| THE TASK |
Every entry must be output exactly as it is written.

| Entries taken from a collection |
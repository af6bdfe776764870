use serde::{Deserialize, Serialize};

/// Common error response envelope returned by the judge API.
#[derive(Debug, Clone, Serialize, Deserialize)]
pub struct ErrorResponse {
    /// Error message
    pub error: String,
}
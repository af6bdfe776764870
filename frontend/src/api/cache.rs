use std::collections::HashMap;
use std::future::Future;
use std::sync::Arc;
use std::sync::LazyLock;
use std::sync::Mutex;
use std::time::{Duration, Instant};
use web_sys::console;

/// Cache entry with expiration
#[derive(Clone)]
pub struct CacheEntry {
    data: String,
    expires_at: Instant,
}

impl CacheEntry {
    fn new(data: String, ttl: Duration) -> Self {
        Self {
            data,
            expires_at: Instant::now() + ttl,
        }
    }

    fn is_expired(&self) -> bool {
        Instant::now() > self.expires_at
    }
}

/// Request cache for deduplicating API calls
pub struct RequestCache {
    cache: Arc<Mutex<HashMap<String, CacheEntry>>>,
    ttl: Duration,
}

impl RequestCache {
    pub fn new(ttl: Duration) -> Self {
        Self {
            cache: Arc::new(Mutex::new(HashMap::new())),
            ttl,
        }
    }

    /// Contest-index responses go stale quickly; countdowns tick
    /// client-side, so a minute of reuse is the most we allow.
    pub fn new_default() -> Self {
        Self::new(Duration::from_secs(60))
    }

    /// Gets a cached response or fetches it if not cached
    pub async fn get_or_fetch<F, Fut>(&self, key: &str, fetcher: F) -> Result<String, String>
    where
        F: FnOnce() -> Fut + 'static,
        Fut: Future<Output = Result<String, String>> + 'static,
    {
        // Check cache first
        if let Some(entry) = self.get(key) {
            if !entry.is_expired() {
                console::log_1(&format!("Cache hit for key: {}", key).into());
                return Ok(entry.data);
            }
        }

        // Fetch and cache
        console::log_1(&format!("Cache miss for key: {}, fetching...", key).into());
        let result = fetcher().await?;
        self.set(key.to_string(), result.clone());
        Ok(result)
    }

    /// Gets a value from cache
    pub fn get(&self, key: &str) -> Option<CacheEntry> {
        let cache = self.cache.lock().unwrap();
        cache.get(key).cloned()
    }

    /// Sets a value in cache with default TTL
    pub fn set(&self, key: String, value: String) {
        let entry = CacheEntry::new(value, self.ttl);
        let mut cache = self.cache.lock().unwrap();
        cache.insert(key, entry);
    }

    /// Removes a value from cache
    pub fn remove(&self, key: &str) {
        let mut cache = self.cache.lock().unwrap();
        cache.remove(key);
    }

    /// Invalidate all cache entries
    pub fn clear(&self) {
        let mut cache = self.cache.lock().unwrap();
        cache.clear();
    }
}

pub static REQUEST_CACHE: LazyLock<RequestCache> = LazyLock::new(RequestCache::new_default);

/// Helper function to get or fetch data with caching
pub async fn cached_request<F, Fut>(key: &str, fetcher: F) -> Result<String, String>
where
    F: FnOnce() -> Fut + 'static,
    Fut: Future<Output = Result<String, String>> + 'static,
{
    REQUEST_CACHE.get_or_fetch(key, fetcher).await
}

#[cfg(test)]
mod tests {
    use super::*;
    use std::time::Duration;

    #[test]
    fn test_cache_entry_expiration() {
        let entry = CacheEntry::new("test_value".to_string(), Duration::from_millis(100));
        assert!(!entry.is_expired());

        // Wait for expiration
        std::thread::sleep(Duration::from_millis(150));
        assert!(entry.is_expired());
    }

    #[test]
    fn test_cache_basic_operations() {
        let cache = RequestCache::new(Duration::from_secs(60));

        // Test set and get
        cache.set("test_key".to_string(), "test_value".to_string());
        let entry = cache.get("test_key").unwrap();
        assert_eq!(entry.data, "test_value");
        assert!(!entry.is_expired());

        // Test remove
        cache.remove("test_key");
        assert!(cache.get("test_key").is_none());
    }

    #[test]
    fn test_cache_clear() {
        let cache = RequestCache::new(Duration::from_secs(60));
        cache.set("a".to_string(), "1".to_string());
        cache.set("b".to_string(), "2".to_string());
        cache.clear();
        assert!(cache.get("a").is_none());
        assert!(cache.get("b").is_none());
    }
}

| ANSWER TO THIS EXERCISE |
repository af6bdfe776764870
use serde::{Deserialize, Serialize};

/// Common error response envelope returned by the judge API.
#[derive(Debug, Clone, Serialize, Deserialize)]
pub struct ErrorResponse {
    /// Error message
    pub error: String,
}
repository af6bdfe776764870
filename frontend/src/api/cache.rs
use std::collections::HashMap;
use std::future::Future;
use std::sync::Arc;
use std::sync::LazyLock;
use std::sync::Mutex;
use std::time::{Duration, Instant};
use web_sys::console;

/// Cache entry with expiration
#[derive(Clone)]
pub struct CacheEntry {
    data: String,
    expires_at: Instant,
}

impl CacheEntry {
    fn new(data: String, ttl: Duration) -> Self {
        Self {
            data,
            expires_at: Instant::now() + ttl,
        }
    }

    fn is_expired(&self) -> bool {
        Instant::now() > self.expires_at
    }
}

/// Request cache for deduplicating API calls
pub struct RequestCache {
    cache: Arc<Mutex<HashMap<String, CacheEntry>>>,
    ttl: Duration,
}

impl RequestCache {
    pub fn new(ttl: Duration) -> Self {
        Self {
            cache: Arc::new(Mutex::new(HashMap::new())),
            ttl,
        }
    }

    /// Contest-index responses go stale quickly; countdowns tick
    /// client-side, so a minute of reuse is the most we allow.
    pub fn new_default() -> Self {
        Self::new(Duration::from_secs(60))
    }

    /// Gets a cached response or fetches it if not cached
    pub async fn get_or_fetch<F, Fut>(&self, key: &str, fetcher: F) -> Result<String, String>
    where
        F: FnOnce() -> Fut + 'static,
        Fut: Future<Output = Result<String, String>> + 'static,
    {
        // Check cache first
        if let Some(entry) = self.get(key) {
            if !entry.is_expired() {
                console::log_1(&format!("Cache hit for key: {}", key).into());
                return Ok(entry.data);
            }
        }

        // Fetch and cache
        console::log_1(&format!("Cache miss for key: {}, fetching...", key).into());
        let result = fetcher().await?;
        self.set(key.to_string(), result.clone());
        Ok(result)
    }

    /// Gets a value from cache
    pub fn get(&self, key: &str) -> Option<CacheEntry> {
        let cache = self.cache.lock().unwrap();
        cache.get(key).cloned()
    }

    /// Sets a value in cache with default TTL
    pub fn set(&self, key: String, value: String) {
        let entry = CacheEntry::new(value, self.ttl);
        let mut cache = self.cache.lock().unwrap();
        cache.insert(key, entry);
    }

    /// Removes a value from cache
    pub fn remove(&self, key: &str) {
        let mut cache = self.cache.lock().unwrap();
        cache.remove(key);
    }

    /// Invalidate all cache entries
    pub fn clear(&self) {
        let mut cache = self.cache.lock().unwrap();
        cache.clear();
    }
}

pub static REQUEST_CACHE: LazyLock<RequestCache> = LazyLock::new(RequestCache::new_default);

/// Helper function to get or fetch data with caching
pub async fn cached_request<F, Fut>(key: &str, fetcher: F) -> Result<String, String>
where
    F: FnOnce() -> Fut + 'static,
    Fut: Future<Output = Result<String, String>> + 'static,
{
    REQUEST_CACHE.get_or_fetch(key, fetcher).await
}

#[cfg(test)]
mod tests {
    use super::*;
    use std::time::Duration;

    #[test]
    fn test_cache_entry_expiration() {
        let entry = CacheEntry::new("test_value".to_string(), Duration::from_millis(100));
        assert!(!entry.is_expired());

        // Wait for expiration
        std::thread::sleep(Duration::from_millis(150));
        assert!(entry.is_expired());
    }

    #[test]
    fn test_cache_basic_operations() {
        let cache = RequestCache::new(Duration::from_secs(60));

        // Test set and get
        cache.set("test_key".to_string(), "test_value".to_string());
        let entry = cache.get("test_key").unwrap();
        assert_eq!(entry.data, "test_value");
        assert!(!entry.is_expired());

        // Test remove
        cache.remove("test_key");
        assert!(cache.get("test_key").is_none());
    }

    #[test]
    fn test_cache_clear() {
        let cache = RequestCache::new(Duration::from_secs(60));
        cache.set("a".to_string(), "1".to_string());
        cache.set("b".to_string(), "2".to_string());
        cache.clear();
        assert!(cache.get("a").is_none());
        assert!(cache.get("b").is_none());
    }
}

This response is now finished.